Do enjoy this diagram, with this very muscular woman (I think it's a woman) striking a jaunty pose. She looks very pleased with herself, yes? Today's workout targeted the biceps, triceps, and deltoids, but also hit the trapezius (traps) and latissimus dorsi (Lats).
I stuck to low weights today, just to keep correct form and watch what to do. And I honestly don't know my limits and didn't want to be crippled tomorrow, so I erred on the side of caution. The rest of this dull paragraph is for my record. In general, I used 5 lb weights for shoulder exercises (shoulder flies, alternating shoulder press, swimmer's press) and tricep exercises (kickbacks). However, for any row exercises, I used 8 lb. I also used 8 lb for all bicep exercises (curls). However, I think I need to invest in 10 lb weights for curls and rows, and bump my shoulder presses to 8 lb. I mostly did 10-12 reps, unless Tony insisted that I do 16. For all the non-weighted exercises (chair dips, side tri rise), I did 15 reps.

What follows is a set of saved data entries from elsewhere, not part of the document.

//! Stream (L4) sub-router — matches TCP routes on listener port and
//! client address.

use crate::router::cidr::CidrMatcher;
use crate::store::{Collection, StreamRoute};
use std::collections::HashMap;
use std::net::IpAddr;
use std::sync::Arc;

struct CompiledStreamRoute {
    route: Arc<StreamRoute>,
    remote: Option<CidrMatcher>,
}

/// Compiled matcher over the stream-route collection
pub struct StreamRouter {
    by_port: HashMap<u16, Vec<CompiledStreamRoute>>,
}

impl StreamRouter {
    pub fn build(routes: &Collection<StreamRoute>) -> Self {
        let mut by_port: HashMap<u16, Vec<CompiledStreamRoute>> = HashMap::new();

        for route in routes.iter() {
            let remote = match &route.remote_addr {
                Some(addr) => match CidrMatcher::new(std::slice::from_ref(addr)) {
                    Ok(m) => Some(m),
                    Err(e) => {
                        tracing::warn!(
                            stream_route = route.id,
                            error = %e,
                            "Skipping stream route with invalid remote_addr"
                        );
                        continue;
                    }
                },
                None => None,
            };
            by_port
                .entry(route.server_port)
                .or_default()
                .push(CompiledStreamRoute {
                    route: route.clone(),
                    remote,
                });
        }

        // Routes with an address predicate are more specific; try them
        // first, then fall through to unrestricted routes, smaller id wins.
        for candidates in by_port.values_mut() {
            candidates.sort_by(|a, b| {
                b.remote
                    .is_some()
                    .cmp(&a.remote.is_some())
                    .then_with(|| a.route.id.cmp(&b.route.id))
            });
        }

        Self { by_port }
    }

    /// Match an accepted connection
    pub fn find(&self, server_port: u16, peer: IpAddr) -> Option<Arc<StreamRoute>> {
        let candidates = self.by_port.get(&server_port)?;
        for candidate in candidates {
            match &candidate.remote {
                Some(matcher) if !matcher.contains(peer) => continue,
                _ => return Some(candidate.route.clone()),
            }
        }
        None
    }

    pub fn len(&self) -> usize {
        self.by_port.values().map(|v| v.len()).sum()
    }

    pub fn is_empty(&self) -> bool {
        self.by_port.is_empty()
    }

    /// Every listener port referenced by a stream route
    pub fn ports(&self) -> Vec<u16> {
        let mut ports: Vec<u16> = self.by_port.keys().copied().collect();
        ports.sort_unstable();
        ports
    }
}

As for the Ab Ripper X, well, it didn't seem that bad when I tried it for fun on Sunday. But I get "Second Day Soreness", which means I'm feeling the effects of Core Synergistification from Monday. Sooooo...Ab Ripper X was ROUGH today. Lol, but I battled through it, and made a goal each time to do 20 of the 25 reps for each exercise. And luckily, no SuperMan Bananas on my poor hip bones.
I'll be fine for Cycle & Abs class tonight. My hamstrings and glutes are tender, but I've taught through worse. Cycling is actually a really a nice workout to do with sore muscles, since it's so low impact. And I'm am definitely going to teach some Ab Ripper X exercises in the abs portion of class.